INPUT MATERIAL |
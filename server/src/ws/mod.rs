//! WebSocket transport: a single multiplexed socket carrying frames for many
//! PTY sessions, addressed by `session_id`.
//!
//! ## Connection lifecycle
//!
//! 1. Client connects to `GET /api/ws?token=<api_key>` — token is validated
//!    before the upgrade completes.
//! 2. Control messages are JSON objects with a `"type"` field. An optional
//!    `"request_id"` on any incoming message is echoed on the corresponding
//!    response, enabling correlation in async/multiplexed clients.
//! 3. Per-session output/event/lifecycle frames use the short `"t"` tag from
//!    spec.md's wire format (`opened`, `catchup`, `chunk`, `event`,
//!    `foreground`, `exit`, `lag`), carrying a `session_id` so the client can
//!    demultiplex them on one socket. Sessions are not owned by a connection:
//!    closing the socket does not close any session.
//!
//! ## Message types (client → server)
//!
//! | Type              | Fields                                            | Response type(s)                |
//! |-------------------|----------------------------------------------------|---------------------------------|
//! | `ping`            | —                                                  | `pong`                          |
//! | `session.start`   | `command`, `env?`, `cwd?`, `rows?`, `cols?`, `structured_output_hint?` | `session.started` or `error` |
//! | `session.attach`  | `session_id`, `snapshot_bytes?`                    | `catchup` then live frames, or `error` |
//! | `session.write`   | `session_id`, `b64`                                | (none on success, `error` on failure) |
//! | `session.resize`  | `session_id`, `rows`, `cols`                       | `session.resize.ack` or `error` |
//! | `session.pause`   | `session_id`                                       | `session.pause.ack` or `error`  |
//! | `session.resume`  | `session_id`                                       | `session.resume.ack` or `error` |
//! | `session.signal`  | `session_id`, `signal`                             | `session.signal.ack` or `error` |
//! | `session.close`   | `session_id`                                       | `session.closed` or `error`     |
//! | `session.list`    | —                                                  | `session.listed`                |
//! | `shell.list`      | —                                                  | `shell.listed`                  |
//!
//! ## Per-session frames (server → client), spec.md §6 shape plus `session_id`
//!
//! | `t`          | Fields                                  |
//! |--------------|------------------------------------------|
//! | `catchup`    | `session_id`, `b64`, `dropped`, `foreground` |
//! | `chunk`      | `session_id`, `seq`, `b64`                |
//! | `event`      | `session_id`, `seq`, `event`              |
//! | `foreground` | `session_id`, `name`                      |
//! | `exit`       | `session_id`, `code`                      |
//! | `lag`        | `session_id`, `lost_chunks`, `code`, `closed` — `closed: true` on the third consecutive overflow, which also ends that subscription |

use axum::{
    extract::{Query, State, WebSocketUpgrade},
    http::StatusCode,
    response::{IntoResponse, Response},
};
use base64::Engine;
use futures::{SinkExt, StreamExt};
use serde::Deserialize;
use serde_json::{json, Value};
use std::collections::HashMap as StdHashMap;
use tokio::sync::mpsc;
use tracing::{error, info};
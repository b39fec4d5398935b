//! Small persisted key/value store backing the `config` MCP tool.
//!
//! Stored as TOML next to the bridge's own config file. Values are opaque
//! JSON, serialized to a TOML string on disk so arbitrary shapes can be
//! round-tripped without a fixed schema.

use serde::{Deserialize, Serialize};
use std::collections::HashMap;
use std::path::Path;

#[derive(Debug, Default, Serialize, Deserialize)]
struct StoreFile {
    #[serde(default)]
    entries: HashMap<String, String>,
}

fn load(path: &Path) -> StoreFile {
    std::fs::read_to_string(path)
        .ok()
        .and_then(|s| toml::from_str(&s).ok())
        .unwrap_or_default()
}

fn save(path: &Path, store: &StoreFile) -> Result<(), String> {
    if let Some(parent) = path.parent() {
        std::fs::create_dir_all(parent).map_err(|e| e.to_string())?;
    }
    let text = toml::to_string_pretty(store).map_err(|e| e.to_string())?;
    std::fs::write(path, text).map_err(|e| e.to_string())
}

/// `get` — read one key, or all entries if `key` is `None`.
pub fn get(path: &Path, key: Option<&str>) -> serde_json::Value {
    let store = load(path);
    match key {
        Some(k) => store
            .entries
            .get(k)
            .and_then(|v| serde_json::from_str(v).ok())
            .unwrap_or(serde_json::Value::Null),
        None => {
            let mut map = serde_json::Map::new();
            for (k, v) in store.entries {
                let parsed = serde_json::from_str(&v).unwrap_or(serde_json::Value::Null);
                map.insert(k, parsed);
            }
            serde_json::Value::Object(map)
        }
    }
}

/// `set` — write one key.
pub fn set(path: &Path, key: &str, value: &serde_json::Value) -> Result<(), String> {
    let mut store = load(path);
    let encoded = serde_json::to_string(value).map_err(|e| e.to_string())?;
    store.entries.insert(key.to_string(), encoded);
    save(path, &store)
}

/// `delete` — remove one key. Returns whether it was present.
pub fn delete(path: &Path, key: &str) -> Result<bool, String> {
    let mut store = load(path);
    let removed = store.entries.remove(key).is_some();
    save(path, &store)?;
    Ok(removed)
}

REQUIRED ACTION | Repeat the records above line by line, from the first line through the line that contains "token is validated".

SOLVED EXERCISE |
filename server/src/ws/mod.rs
//! WebSocket transport: a single multiplexed socket carrying frames for many
//! PTY sessions, addressed by `session_id`.
//!
//! ## Connection lifecycle
//!
//! 1. Client connects to `GET /api/ws?token=<api_key>` — token is validated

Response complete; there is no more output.